TASK INSTRUCTIONS: Take the listing below and print exactly the lines starting at the line containing "pub mod artifact;" and ending at the line containing "pub use store::MemoizedNotebookSource;", both ends included, and no others.
■ ■ ■
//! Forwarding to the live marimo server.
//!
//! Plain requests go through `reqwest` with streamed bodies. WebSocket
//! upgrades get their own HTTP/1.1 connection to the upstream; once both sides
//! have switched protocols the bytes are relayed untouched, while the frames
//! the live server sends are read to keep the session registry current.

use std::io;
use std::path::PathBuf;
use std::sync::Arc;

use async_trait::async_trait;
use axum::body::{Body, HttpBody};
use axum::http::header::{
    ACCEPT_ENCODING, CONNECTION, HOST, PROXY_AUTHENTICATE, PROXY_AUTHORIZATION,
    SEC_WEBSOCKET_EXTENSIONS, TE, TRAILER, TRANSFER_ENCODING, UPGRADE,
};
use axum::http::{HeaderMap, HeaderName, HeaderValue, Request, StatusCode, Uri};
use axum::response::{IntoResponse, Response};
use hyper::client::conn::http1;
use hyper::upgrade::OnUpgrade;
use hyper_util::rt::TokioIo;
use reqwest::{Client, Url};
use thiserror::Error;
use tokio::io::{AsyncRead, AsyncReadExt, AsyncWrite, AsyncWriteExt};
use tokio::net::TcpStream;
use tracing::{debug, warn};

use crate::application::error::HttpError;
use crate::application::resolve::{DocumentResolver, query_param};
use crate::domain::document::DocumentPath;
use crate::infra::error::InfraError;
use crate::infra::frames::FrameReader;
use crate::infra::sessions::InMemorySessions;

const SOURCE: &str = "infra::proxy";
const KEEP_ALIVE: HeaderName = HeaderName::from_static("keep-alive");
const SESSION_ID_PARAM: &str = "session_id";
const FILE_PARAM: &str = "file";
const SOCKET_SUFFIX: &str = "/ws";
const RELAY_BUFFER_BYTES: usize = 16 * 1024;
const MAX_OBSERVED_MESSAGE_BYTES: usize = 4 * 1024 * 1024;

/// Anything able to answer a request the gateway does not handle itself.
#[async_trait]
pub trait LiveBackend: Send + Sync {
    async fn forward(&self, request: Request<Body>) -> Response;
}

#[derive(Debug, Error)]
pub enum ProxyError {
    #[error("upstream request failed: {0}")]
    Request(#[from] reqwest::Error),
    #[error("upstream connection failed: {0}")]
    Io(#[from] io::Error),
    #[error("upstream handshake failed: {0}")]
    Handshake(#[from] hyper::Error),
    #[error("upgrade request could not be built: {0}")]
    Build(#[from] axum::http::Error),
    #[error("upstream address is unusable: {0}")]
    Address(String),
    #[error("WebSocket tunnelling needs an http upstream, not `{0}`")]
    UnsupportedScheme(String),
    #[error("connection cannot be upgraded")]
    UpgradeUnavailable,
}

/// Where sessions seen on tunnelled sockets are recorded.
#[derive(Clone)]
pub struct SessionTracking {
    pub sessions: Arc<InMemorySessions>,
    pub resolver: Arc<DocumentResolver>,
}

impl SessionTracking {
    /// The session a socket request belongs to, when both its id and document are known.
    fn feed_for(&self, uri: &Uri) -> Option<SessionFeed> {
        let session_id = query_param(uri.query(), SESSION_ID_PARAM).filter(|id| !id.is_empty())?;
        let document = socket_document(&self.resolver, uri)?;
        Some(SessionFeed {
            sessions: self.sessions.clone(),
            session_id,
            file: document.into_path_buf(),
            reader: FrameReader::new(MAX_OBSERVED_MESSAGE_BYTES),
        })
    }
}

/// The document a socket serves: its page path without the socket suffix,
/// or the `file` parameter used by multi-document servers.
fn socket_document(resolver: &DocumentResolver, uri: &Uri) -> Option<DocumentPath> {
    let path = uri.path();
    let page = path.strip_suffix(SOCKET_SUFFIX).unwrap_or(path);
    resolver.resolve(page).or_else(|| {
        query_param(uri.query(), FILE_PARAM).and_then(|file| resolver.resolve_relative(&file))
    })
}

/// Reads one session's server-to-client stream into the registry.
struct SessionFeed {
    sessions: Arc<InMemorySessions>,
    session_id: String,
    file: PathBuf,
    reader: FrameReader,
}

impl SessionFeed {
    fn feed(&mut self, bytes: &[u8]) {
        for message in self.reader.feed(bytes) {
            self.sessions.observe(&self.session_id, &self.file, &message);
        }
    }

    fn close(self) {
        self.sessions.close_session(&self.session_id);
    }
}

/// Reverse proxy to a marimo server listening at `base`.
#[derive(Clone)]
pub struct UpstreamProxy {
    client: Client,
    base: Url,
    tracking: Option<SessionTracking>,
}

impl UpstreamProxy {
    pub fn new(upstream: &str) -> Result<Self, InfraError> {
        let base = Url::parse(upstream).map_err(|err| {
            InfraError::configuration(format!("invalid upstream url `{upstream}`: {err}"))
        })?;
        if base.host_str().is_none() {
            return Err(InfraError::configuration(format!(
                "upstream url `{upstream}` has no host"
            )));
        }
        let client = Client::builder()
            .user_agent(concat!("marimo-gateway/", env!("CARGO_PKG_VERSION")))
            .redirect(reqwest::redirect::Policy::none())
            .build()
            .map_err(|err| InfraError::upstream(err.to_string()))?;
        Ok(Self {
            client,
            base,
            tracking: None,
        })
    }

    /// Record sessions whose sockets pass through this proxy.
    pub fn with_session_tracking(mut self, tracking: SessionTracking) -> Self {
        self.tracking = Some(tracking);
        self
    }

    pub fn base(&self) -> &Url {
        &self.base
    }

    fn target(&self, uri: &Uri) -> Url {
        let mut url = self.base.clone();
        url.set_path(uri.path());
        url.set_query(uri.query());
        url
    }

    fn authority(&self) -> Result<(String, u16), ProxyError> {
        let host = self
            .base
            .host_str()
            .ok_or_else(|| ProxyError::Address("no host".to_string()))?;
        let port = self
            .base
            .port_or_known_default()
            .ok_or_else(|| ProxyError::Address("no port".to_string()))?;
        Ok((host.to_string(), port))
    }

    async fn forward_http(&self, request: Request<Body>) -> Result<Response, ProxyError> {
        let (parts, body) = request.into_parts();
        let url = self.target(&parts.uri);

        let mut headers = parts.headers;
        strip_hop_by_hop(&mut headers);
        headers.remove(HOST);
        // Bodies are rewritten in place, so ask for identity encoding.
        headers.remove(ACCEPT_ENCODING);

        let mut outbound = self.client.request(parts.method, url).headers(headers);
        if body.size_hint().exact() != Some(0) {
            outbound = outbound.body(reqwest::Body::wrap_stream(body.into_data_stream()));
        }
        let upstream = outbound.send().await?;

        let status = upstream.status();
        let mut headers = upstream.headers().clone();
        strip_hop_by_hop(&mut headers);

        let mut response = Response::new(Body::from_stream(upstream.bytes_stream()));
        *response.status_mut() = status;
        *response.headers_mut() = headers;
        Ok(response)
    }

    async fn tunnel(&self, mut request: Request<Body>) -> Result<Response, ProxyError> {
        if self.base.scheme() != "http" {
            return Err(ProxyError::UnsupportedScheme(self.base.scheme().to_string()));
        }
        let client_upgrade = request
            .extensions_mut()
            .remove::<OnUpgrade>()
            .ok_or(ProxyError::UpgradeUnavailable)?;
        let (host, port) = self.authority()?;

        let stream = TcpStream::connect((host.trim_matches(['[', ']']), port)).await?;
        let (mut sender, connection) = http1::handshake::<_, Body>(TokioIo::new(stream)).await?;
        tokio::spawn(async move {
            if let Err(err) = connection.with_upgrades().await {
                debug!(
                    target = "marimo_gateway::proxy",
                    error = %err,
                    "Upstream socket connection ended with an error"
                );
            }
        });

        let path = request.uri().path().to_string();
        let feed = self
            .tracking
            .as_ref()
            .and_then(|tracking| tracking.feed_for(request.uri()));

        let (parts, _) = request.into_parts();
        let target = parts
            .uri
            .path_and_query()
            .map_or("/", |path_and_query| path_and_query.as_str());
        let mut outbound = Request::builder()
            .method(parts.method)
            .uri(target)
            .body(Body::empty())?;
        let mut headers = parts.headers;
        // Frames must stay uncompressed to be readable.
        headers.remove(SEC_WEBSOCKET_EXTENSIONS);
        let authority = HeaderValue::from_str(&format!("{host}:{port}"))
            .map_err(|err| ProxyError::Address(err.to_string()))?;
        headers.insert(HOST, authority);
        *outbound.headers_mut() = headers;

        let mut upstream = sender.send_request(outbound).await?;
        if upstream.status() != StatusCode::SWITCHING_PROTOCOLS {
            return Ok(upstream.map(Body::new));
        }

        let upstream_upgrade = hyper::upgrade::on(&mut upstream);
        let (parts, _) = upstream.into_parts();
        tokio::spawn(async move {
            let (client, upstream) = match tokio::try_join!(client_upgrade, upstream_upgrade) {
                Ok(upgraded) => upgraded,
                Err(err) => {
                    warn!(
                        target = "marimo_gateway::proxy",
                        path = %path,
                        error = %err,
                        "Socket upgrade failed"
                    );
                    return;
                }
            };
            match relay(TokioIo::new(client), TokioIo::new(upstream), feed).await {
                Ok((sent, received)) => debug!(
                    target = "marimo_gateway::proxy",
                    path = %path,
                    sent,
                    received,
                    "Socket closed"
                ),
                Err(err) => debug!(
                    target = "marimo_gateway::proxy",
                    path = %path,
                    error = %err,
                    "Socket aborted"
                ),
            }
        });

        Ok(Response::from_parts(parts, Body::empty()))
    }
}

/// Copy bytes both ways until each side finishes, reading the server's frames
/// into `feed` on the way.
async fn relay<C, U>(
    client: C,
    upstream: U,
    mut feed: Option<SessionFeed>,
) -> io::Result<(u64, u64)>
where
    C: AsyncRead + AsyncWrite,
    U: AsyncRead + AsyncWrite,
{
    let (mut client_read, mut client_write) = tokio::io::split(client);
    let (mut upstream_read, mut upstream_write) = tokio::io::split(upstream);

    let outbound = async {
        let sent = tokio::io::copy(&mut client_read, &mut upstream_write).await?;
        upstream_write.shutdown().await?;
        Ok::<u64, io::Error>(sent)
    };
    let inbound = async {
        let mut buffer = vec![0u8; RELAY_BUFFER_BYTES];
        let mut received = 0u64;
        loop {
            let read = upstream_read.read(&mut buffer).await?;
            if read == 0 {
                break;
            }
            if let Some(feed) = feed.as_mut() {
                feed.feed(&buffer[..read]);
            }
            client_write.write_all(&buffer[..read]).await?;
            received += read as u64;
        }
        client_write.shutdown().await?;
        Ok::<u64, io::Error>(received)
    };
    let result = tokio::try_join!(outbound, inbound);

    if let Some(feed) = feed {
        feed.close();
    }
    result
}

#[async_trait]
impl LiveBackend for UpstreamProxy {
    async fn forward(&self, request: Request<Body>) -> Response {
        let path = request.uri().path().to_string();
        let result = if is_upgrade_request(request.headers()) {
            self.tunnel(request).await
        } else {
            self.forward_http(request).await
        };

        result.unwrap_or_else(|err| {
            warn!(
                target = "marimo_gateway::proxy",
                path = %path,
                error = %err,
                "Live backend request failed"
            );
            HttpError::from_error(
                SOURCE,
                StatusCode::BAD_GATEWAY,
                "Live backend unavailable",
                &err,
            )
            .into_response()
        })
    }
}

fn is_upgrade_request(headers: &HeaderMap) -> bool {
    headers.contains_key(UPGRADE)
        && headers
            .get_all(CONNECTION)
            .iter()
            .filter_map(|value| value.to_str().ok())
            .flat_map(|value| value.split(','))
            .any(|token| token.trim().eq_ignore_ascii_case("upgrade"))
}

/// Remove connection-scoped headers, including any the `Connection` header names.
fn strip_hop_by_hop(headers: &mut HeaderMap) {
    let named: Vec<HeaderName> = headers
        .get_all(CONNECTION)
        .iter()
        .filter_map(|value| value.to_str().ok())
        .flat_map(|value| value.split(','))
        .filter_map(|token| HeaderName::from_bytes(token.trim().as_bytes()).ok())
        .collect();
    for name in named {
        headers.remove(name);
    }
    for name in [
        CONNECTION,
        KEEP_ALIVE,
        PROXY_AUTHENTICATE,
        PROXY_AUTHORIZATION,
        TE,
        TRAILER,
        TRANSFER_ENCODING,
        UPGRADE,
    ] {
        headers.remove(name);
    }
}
■ ■ ■
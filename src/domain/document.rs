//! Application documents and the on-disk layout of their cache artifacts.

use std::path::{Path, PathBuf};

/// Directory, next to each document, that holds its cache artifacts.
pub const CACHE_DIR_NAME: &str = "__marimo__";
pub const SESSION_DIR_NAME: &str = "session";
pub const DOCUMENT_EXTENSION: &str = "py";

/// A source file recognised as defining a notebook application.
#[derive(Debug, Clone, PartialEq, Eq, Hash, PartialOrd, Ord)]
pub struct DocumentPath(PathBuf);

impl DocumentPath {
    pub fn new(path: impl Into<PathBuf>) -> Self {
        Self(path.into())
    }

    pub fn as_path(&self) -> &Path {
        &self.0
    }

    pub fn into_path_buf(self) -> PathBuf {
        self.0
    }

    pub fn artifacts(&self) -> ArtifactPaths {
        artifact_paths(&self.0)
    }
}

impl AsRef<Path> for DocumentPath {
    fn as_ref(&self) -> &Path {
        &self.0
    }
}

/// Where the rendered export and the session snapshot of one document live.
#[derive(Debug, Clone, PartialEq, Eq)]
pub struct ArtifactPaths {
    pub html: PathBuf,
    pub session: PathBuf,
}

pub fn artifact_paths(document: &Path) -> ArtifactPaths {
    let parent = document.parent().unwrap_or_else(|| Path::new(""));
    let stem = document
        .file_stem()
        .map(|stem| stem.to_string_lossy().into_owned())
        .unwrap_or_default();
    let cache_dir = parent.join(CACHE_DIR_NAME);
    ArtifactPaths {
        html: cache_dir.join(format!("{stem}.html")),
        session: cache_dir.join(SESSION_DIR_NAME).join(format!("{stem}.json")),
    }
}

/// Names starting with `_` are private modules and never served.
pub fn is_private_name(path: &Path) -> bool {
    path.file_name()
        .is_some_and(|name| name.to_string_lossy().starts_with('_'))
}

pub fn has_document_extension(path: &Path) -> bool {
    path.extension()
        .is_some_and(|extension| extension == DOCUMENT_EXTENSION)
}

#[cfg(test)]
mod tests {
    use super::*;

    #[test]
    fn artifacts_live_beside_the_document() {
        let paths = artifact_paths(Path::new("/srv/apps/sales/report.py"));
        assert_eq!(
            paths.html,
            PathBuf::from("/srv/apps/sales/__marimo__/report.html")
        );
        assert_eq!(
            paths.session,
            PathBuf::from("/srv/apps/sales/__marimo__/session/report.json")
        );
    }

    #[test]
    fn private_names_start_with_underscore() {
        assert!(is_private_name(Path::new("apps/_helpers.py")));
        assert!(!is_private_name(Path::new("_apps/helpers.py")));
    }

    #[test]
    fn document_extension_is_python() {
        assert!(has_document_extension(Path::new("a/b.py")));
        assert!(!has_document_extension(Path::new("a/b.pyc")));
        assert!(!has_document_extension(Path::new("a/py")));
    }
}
■ ■ ■
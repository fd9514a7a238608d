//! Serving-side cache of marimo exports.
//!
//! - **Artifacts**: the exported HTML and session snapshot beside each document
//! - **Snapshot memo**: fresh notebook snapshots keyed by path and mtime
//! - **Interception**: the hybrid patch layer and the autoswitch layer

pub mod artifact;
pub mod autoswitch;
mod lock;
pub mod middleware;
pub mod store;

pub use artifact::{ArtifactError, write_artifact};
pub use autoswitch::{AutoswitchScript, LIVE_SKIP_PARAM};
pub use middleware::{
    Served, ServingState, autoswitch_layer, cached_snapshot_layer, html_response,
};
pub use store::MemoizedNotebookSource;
■ ■ ■
WRITTEN RESPONSE:
pub mod artifact;
pub mod autoswitch;
mod lock;
pub mod middleware;
pub mod store;

pub use artifact::{ArtifactError, write_artifact};
pub use autoswitch::{AutoswitchScript, LIVE_SKIP_PARAM};
pub use middleware::{
    Served, ServingState, autoswitch_layer, cached_snapshot_layer, html_response,
};
pub use store::MemoizedNotebookSource;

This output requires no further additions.